Гигантскую оранжевую птицу из металла привели в порядок. Ответственные специалисты дали «добро» на старт. Летите себе спокойно, с машиной все о’кей, насколько это зависит от нас, мы гарантируем, что никто из сидящих в ней не покинет досрочно сей мир. По проходам салона забегали стюардессы. Самолет перед стартом пошел на поворот, в эту минуту я взглянула на часы: было 18.30, мы взлетали на час позже времени, запланированного по расписанию.
Я встретила взгляд пассажира на соседнем сиденье. Маленький седовласый господин заметил, что я смотрела на часы.
– Над океаном западный ветер, – сказал он. – Порой это дает целый час выигрыша во времени. Вполне возможно, мы не опоздаем.
Я улыбнулась. Как хорошо. Какое облегчение! Для меня эта задержка вовсе ничего не значит. Есть возможность лишний часок поразмыслить, все взвесить для порядка, может, еще не поздно дать обратный ход. Но нет, все правильно. Все идет своим чередом. И в зале для вылетающих пассажиров никто меня больше не ждет.

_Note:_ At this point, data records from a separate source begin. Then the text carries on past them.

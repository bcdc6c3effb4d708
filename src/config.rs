//! Configuration file handling.
//!
//! This module handles loading and merging configuration from
//! `.ceria-skm.toml` files. Command-line flags and `CERIA_SKM_*`
//! environment variables override file values.

use anyhow::{Context, Result};
use serde::{Deserialize, Serialize};
use std::path::{Path, PathBuf};

/// Default configuration file name, looked up in the working directory.
pub const DEFAULT_CONFIG_FILE: &str = ".ceria-skm.toml";

/// Root configuration structure.
#[derive(Debug, Clone, Default, Serialize, Deserialize)]
pub struct Config {
    /// Spreadsheet settings.
    #[serde(default)]
    pub sheet: SheetConfig,

    /// Scoring and grouping rules.
    #[serde(default)]
    pub survey: SurveyConfig,

    /// Web server settings.
    #[serde(default)]
    pub server: ServerConfig,

    /// Page colours.
    #[serde(default)]
    pub theme: ThemeConfig,

    /// Static snapshot settings.
    #[serde(default)]
    pub snapshot: SnapshotConfig,
}

/// Google Sheets source settings.
#[derive(Debug, Clone, Serialize, Deserialize)]
pub struct SheetConfig {
    /// Spreadsheet key (the id in the sheet URL).
    #[serde(default = "default_spreadsheet_id")]
    pub spreadsheet_id: String,

    /// Worksheet (tab) holding the form responses.
    #[serde(default = "default_worksheet")]
    pub worksheet: String,

    /// Public form URL, encoded in the QR code.
    #[serde(default = "default_form_url")]
    pub form_url: String,

    /// Path to a service account key file.
    ///
    /// Only used when no inline JSON is provided.
    #[serde(default)]
    pub credentials_file: Option<PathBuf>,
}

impl Default for SheetConfig {
    fn default() -> Self {
        Self {
            spreadsheet_id: default_spreadsheet_id(),
            worksheet: default_worksheet(),
            form_url: default_form_url(),
            credentials_file: None,
        }
    }
}

fn default_spreadsheet_id() -> String {
    "1MuNz33zko8kk-OTWz8lR_Lug9kkeJ-UgRkJmNz1TtfU".to_string()
}

fn default_worksheet() -> String {
    "Form Responses 2".to_string()
}

fn default_form_url() -> String {
    "https://forms.gle/9wdnAW4BkxVRGcKp7".to_string()
}

/// Column classification and remark settings.
#[derive(Debug, Clone, Serialize, Deserialize)]
pub struct SurveyConfig {
    /// Averages below this value get "Evaluasi Diperlukan".
    #[serde(default = "default_threshold")]
    pub threshold: f64,

    /// Number of leading metadata columns (timestamp, identity, ...).
    #[serde(default = "default_meta_offset")]
    pub meta_offset: usize,

    /// Free-text column names that are never scored.
    #[serde(default = "default_exclude_by_name")]
    pub exclude_by_name: Vec<String>,

    /// Question texts that are never scored.
    #[serde(default = "default_exclude_by_question")]
    pub exclude_by_question: Vec<String>,

    /// Header of the facility column used for grouping.
    #[serde(default = "default_group_column")]
    pub group_column: String,

    /// Group label for rows with a blank facility.
    #[serde(default = "default_unnamed_group")]
    pub unnamed_group: String,
}

impl Default for SurveyConfig {
    fn default() -> Self {
        Self {
            threshold: default_threshold(),
            meta_offset: default_meta_offset(),
            exclude_by_name: default_exclude_by_name(),
            exclude_by_question: default_exclude_by_question(),
            group_column: default_group_column(),
            unnamed_group: default_unnamed_group(),
        }
    }
}

fn default_threshold() -> f64 {
    3.0
}

fn default_meta_offset() -> usize {
    8
}

fn default_exclude_by_name() -> Vec<String> {
    vec![
        "Saran",
        "Saran/masukan",
        "Komentar",
        "Feedback",
        "Umpan Balik",
        "Kritik",
        "Catatan",
        "Saran Bapak/Ibu untuk peningkatan pelayanan Puskesmas ini",
        "Puskesmas",
    ]
    .into_iter()
    .map(String::from)
    .collect()
}

fn default_exclude_by_question() -> Vec<String> {
    vec![
        "Sarana Bayak/buruk untuk peningkatan pelayanan Puskesmas ini",
        "Petugas kurang sabar, ramah, dan menghargai pasien",
    ]
    .into_iter()
    .map(String::from)
    .collect()
}

fn default_group_column() -> String {
    "Puskesmas".to_string()
}

fn default_unnamed_group() -> String {
    "<Tanpa Nama>".to_string()
}

/// Web server settings.
#[derive(Debug, Clone, Serialize, Deserialize)]
pub struct ServerConfig {
    /// Socket address to listen on.
    #[serde(default = "default_bind")]
    pub bind: String,

    /// How long a rendered QR image is reused, in seconds.
    #[serde(default = "default_qr_ttl")]
    pub qr_ttl_seconds: u64,
}

impl Default for ServerConfig {
    fn default() -> Self {
        Self {
            bind: default_bind(),
            qr_ttl_seconds: default_qr_ttl(),
        }
    }
}

fn default_bind() -> String {
    "127.0.0.1:5000".to_string()
}

fn default_qr_ttl() -> u64 {
    300
}

/// Colours injected into every HTML page.
#[derive(Debug, Clone, Serialize, Deserialize)]
pub struct ThemeConfig {
    #[serde(default = "default_primary")]
    pub primary: String,
    #[serde(default = "default_secondary")]
    pub secondary: String,
    #[serde(default = "default_info")]
    pub info: String,
    #[serde(default = "default_background")]
    pub background: String,
}

impl Default for ThemeConfig {
    fn default() -> Self {
        Self {
            primary: default_primary(),
            secondary: default_secondary(),
            info: default_info(),
            background: default_background(),
        }
    }
}

fn default_primary() -> String {
    "#ff8c42".to_string()
}

fn default_secondary() -> String {
    "#1e3a8a".to_string()
}

fn default_info() -> String {
    "#247ba0".to_string()
}

fn default_background() -> String {
    "#f9fafb".to_string()
}

/// Static snapshot settings.
#[derive(Debug, Clone, Serialize, Deserialize)]
pub struct SnapshotConfig {
    /// Directory the snapshot is written to.
    #[serde(default = "default_output_dir")]
    pub output_dir: PathBuf,
}

impl Default for SnapshotConfig {
    fn default() -> Self {
        Self {
            output_dir: default_output_dir(),
        }
    }
}

fn default_output_dir() -> PathBuf {
    PathBuf::from("docs")
}

impl Config {
    /// Load configuration from a file path.
    pub fn load(path: &Path) -> Result<Self> {
        let content = std::fs::read_to_string(path)
            .with_context(|| format!("Failed to read config file: {}", path.display()))?;

        let config: Config = toml::from_str(&content)
            .with_context(|| format!("Failed to parse config file: {}", path.display()))?;

        Ok(config)
    }

    /// Try to load configuration from the default location.
    ///
    /// Returns `Ok(None)` if the file doesn't exist, `Err` if it exists but can't be parsed.
    pub fn load_default() -> Result<Option<Self>> {
        let default_path = Path::new(DEFAULT_CONFIG_FILE);

        if default_path.exists() {
            Ok(Some(Self::load(default_path)?))
        } else {
            Ok(None)
        }
    }

    /// Merge this configuration with CLI arguments.
    ///
    /// Only values explicitly given on the command line or through the
    /// environment override the file.
    pub fn merge_with_args(&mut self, args: &crate::cli::Args) {
        if let Some(ref id) = args.spreadsheet_id {
            self.sheet.spreadsheet_id = id.clone();
        }
        if let Some(ref worksheet) = args.worksheet {
            self.sheet.worksheet = worksheet.clone();
        }
        if let Some(ref form_url) = args.form_url {
            self.sheet.form_url = form_url.clone();
        }
        if let Some(ref path) = args.credentials_file {
            self.sheet.credentials_file = Some(path.clone());
        }
        if let Some(threshold) = args.threshold {
            self.survey.threshold = threshold;
        }

        match args.command {
            Some(crate::cli::Command::Serve { ref bind }) => {
                if let Some(bind) = bind {
                    self.server.bind = bind.clone();
                }
            }
            Some(crate::cli::Command::Snapshot { ref out_dir }) => {
                if let Some(dir) = out_dir {
                    self.snapshot.output_dir = dir.clone();
                }
            }
            None => {}
        }
    }

    /// Check the merged configuration.
    ///
    /// File values bypass the CLI checks, so the same rules run again here
    /// after `merge_with_args`.
    pub fn validate(&self) -> Result<()> {
        if self.sheet.spreadsheet_id.trim().is_empty() {
            anyhow::bail!("Spreadsheet id must not be empty");
        }
        if self.sheet.worksheet.trim().is_empty() {
            anyhow::bail!("Worksheet name must not be empty");
        }
        let url = &self.sheet.form_url;
        if !url.starts_with("http://") && !url.starts_with("https://") {
            anyhow::bail!("Form URL must start with 'http://' or 'https://': {}", url);
        }
        if !self.survey.threshold.is_finite() {
            anyhow::bail!("Threshold must be a finite number");
        }
        Ok(())
    }

    /// Generate a default configuration file content.
    pub fn default_toml() -> String {
        let config = Config::default();
        toml::to_string_pretty(&config).unwrap_or_else(|_| String::new())
    }
}

#[cfg(test)]
mod tests {
    use super::*;

    #[test]
    fn test_default_config() {
        let config = Config::default();
        assert_eq!(config.sheet.worksheet, "Form Responses 2");
        assert_eq!(config.survey.threshold, 3.0);
        assert_eq!(config.survey.meta_offset, 8);
        assert_eq!(config.server.qr_ttl_seconds, 300);
        assert!(config.survey.exclude_by_name.contains(&"Komentar".to_string()));
        assert_eq!(config.snapshot.output_dir, PathBuf::from("docs"));
    }

    #[test]
    fn test_parse_config() {
        let toml_content = r#"
[sheet]
spreadsheet_id = "abc123"
worksheet = "Responses"

[survey]
threshold = 3.5
exclude_by_name = ["Saran"]

[server]
bind = "0.0.0.0:8080"
"#;

        let config: Config = toml::from_str(toml_content).unwrap();
        assert_eq!(config.sheet.spreadsheet_id, "abc123");
        assert_eq!(config.sheet.worksheet, "Responses");
        assert_eq!(config.sheet.form_url, "https://forms.gle/9wdnAW4BkxVRGcKp7");
        assert_eq!(config.survey.threshold, 3.5);
        assert_eq!(config.survey.exclude_by_name, vec!["Saran"]);
        assert_eq!(config.survey.meta_offset, 8);
        assert_eq!(config.server.bind, "0.0.0.0:8080");
        assert_eq!(config.theme.primary, "#ff8c42");
    }

    #[test]
    fn test_load_from_file() {
        let dir = tempfile::tempdir().unwrap();
        let path = dir.path().join("custom.toml");
        std::fs::write(&path, "[survey]\nthreshold = 2.0\n").unwrap();

        let config = Config::load(&path).unwrap();
        assert_eq!(config.survey.threshold, 2.0);

        std::fs::write(&path, "[survey\nthreshold = ").unwrap();
        assert!(Config::load(&path).is_err());
    }

    #[test]
    fn test_validate_rejects_bad_file_values() {
        assert!(Config::default().validate().is_ok());

        let config: Config = toml::from_str("[survey]\nthreshold = nan\n").unwrap();
        assert!(config.survey.threshold.is_nan());
        assert!(config.validate().is_err());

        let config: Config = toml::from_str("[sheet]\nform_url = \"forms.gle/abc\"\n").unwrap();
        assert!(config.validate().is_err());

        let config: Config = toml::from_str("[sheet]\nspreadsheet_id = \"  \"\n").unwrap();
        assert!(config.validate().is_err());
    }

    #[test]
    fn test_cli_values_are_validated_after_merge() {
        use clap::Parser;

        let dir = tempfile::tempdir().unwrap();
        let path = dir.path().join("bad.toml");
        std::fs::write(&path, "[survey]\nthreshold = nan\n").unwrap();

        let mut config = Config::load(&path).unwrap();
        assert!(config.validate().is_err());

        let args = crate::cli::Args::try_parse_from([
            "ceria-skm",
            "--threshold",
            "3.5",
            "serve",
        ])
        .unwrap();
        config.merge_with_args(&args);
        assert!(config.validate().is_ok());
        assert_eq!(config.survey.threshold, 3.5);
    }

    #[test]
    fn test_default_toml_generation() {
        let toml_str = Config::default_toml();
        assert!(!toml_str.is_empty());
        assert!(toml_str.contains("[sheet]"));
        assert!(toml_str.contains("[survey]"));
        assert!(toml_str.contains("[server]"));

        let reparsed: Config = toml::from_str(&toml_str).unwrap();
        assert_eq!(reparsed.survey.exclude_by_name.len(), 9);
    }
}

Мы простились с Мишелем очень нежно.
– Жизнь – смешная штука, – сказал он.
– Да, – согласилась я, – ты правильно выразился. Она смешная и непонятная. В ней всего понамешано – и страх, и наслаждение, в этом сам черт не разберется. Давай пропустим еще по стаканчику пива, вон там, в уголке.
В баре зала вылета мы были не единственной прощающейся парой, вон и еще: человек в светлом дорожном костюме беспокойно поглядывает на часы, второй провожает, один из этих двоих улетает. Ты ведь вернешься, правда? Ты будешь писать, звонить? Обещай мне, что будешь беречь себя.
Я нахмурилась, приготовилась к обороне.
– Перестань, ты опять за свое!
Мы все уже обговорили. Я путешествую из ниоткуда в никуда. Провожу исследование, собираю материал и компоную его. Я работаю над автобиографией, но внезапно жизнь подкидывает мне что-то еще. Тогда приходится все заново перерабатывать, исправлять и добавлять.